■ What to produce
Wherever the word "failure" turns up in a line of the entries, copy that line.

Saved entries
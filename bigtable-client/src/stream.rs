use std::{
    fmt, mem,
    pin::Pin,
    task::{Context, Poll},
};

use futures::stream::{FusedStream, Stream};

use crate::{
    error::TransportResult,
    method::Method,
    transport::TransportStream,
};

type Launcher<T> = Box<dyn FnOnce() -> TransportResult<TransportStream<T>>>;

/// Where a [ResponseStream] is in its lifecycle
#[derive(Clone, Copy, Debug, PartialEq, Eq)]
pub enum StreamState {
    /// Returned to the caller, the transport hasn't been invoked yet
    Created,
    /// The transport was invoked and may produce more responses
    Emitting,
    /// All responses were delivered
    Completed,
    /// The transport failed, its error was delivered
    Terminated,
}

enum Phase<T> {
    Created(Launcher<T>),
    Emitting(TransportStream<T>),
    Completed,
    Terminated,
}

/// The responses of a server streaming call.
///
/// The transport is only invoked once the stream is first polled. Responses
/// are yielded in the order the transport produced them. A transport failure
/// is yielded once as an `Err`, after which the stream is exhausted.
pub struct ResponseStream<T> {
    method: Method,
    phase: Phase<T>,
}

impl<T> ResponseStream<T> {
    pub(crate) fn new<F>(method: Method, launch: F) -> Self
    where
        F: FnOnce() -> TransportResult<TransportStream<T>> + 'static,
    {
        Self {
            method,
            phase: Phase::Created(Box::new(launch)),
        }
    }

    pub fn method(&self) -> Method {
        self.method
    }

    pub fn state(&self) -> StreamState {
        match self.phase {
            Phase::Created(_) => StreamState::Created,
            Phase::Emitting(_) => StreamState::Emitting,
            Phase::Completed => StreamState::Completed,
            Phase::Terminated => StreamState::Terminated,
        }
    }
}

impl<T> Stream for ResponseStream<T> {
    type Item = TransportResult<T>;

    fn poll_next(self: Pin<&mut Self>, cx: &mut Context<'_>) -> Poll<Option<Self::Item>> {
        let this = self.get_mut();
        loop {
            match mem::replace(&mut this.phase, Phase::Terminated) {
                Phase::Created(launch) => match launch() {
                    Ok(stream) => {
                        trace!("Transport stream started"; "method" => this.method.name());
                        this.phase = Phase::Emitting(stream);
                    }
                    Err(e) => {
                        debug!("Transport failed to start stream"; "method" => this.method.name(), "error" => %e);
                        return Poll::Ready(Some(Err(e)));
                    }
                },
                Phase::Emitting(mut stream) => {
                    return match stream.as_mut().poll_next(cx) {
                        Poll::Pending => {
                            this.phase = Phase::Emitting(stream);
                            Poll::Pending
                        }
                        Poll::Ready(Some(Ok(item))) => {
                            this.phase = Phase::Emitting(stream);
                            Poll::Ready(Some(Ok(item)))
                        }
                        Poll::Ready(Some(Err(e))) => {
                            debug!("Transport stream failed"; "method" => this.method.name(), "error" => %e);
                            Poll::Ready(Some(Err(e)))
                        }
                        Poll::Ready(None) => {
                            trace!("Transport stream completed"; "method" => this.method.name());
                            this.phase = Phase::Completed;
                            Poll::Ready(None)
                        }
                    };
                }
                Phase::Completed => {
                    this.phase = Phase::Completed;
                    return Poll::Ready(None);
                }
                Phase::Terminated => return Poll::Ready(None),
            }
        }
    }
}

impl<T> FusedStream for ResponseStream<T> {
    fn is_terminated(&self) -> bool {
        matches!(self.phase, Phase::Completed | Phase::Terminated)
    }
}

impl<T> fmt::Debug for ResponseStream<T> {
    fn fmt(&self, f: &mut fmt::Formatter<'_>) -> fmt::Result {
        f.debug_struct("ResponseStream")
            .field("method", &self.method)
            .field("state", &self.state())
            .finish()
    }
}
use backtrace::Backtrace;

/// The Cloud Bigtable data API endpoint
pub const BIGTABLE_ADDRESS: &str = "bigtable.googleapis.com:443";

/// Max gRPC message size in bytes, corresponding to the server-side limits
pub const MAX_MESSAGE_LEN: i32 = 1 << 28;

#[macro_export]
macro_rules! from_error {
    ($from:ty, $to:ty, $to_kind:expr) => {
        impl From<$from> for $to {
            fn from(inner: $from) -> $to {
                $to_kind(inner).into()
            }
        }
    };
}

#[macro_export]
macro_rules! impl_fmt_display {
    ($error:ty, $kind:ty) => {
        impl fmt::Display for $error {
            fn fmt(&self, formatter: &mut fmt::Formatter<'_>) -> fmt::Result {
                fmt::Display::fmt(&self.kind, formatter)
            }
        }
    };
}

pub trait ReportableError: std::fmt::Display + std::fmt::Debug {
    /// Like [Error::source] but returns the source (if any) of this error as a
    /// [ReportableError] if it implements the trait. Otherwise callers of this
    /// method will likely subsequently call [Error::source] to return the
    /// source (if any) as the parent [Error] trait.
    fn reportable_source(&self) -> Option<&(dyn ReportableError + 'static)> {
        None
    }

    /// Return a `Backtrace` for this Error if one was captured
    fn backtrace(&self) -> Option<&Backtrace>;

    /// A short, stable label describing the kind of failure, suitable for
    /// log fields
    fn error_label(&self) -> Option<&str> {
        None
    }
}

■ Solution for this exercise
/// are yielded in the order the transport produced them. A transport failure
    /// A short, stable label describing the kind of failure, suitable for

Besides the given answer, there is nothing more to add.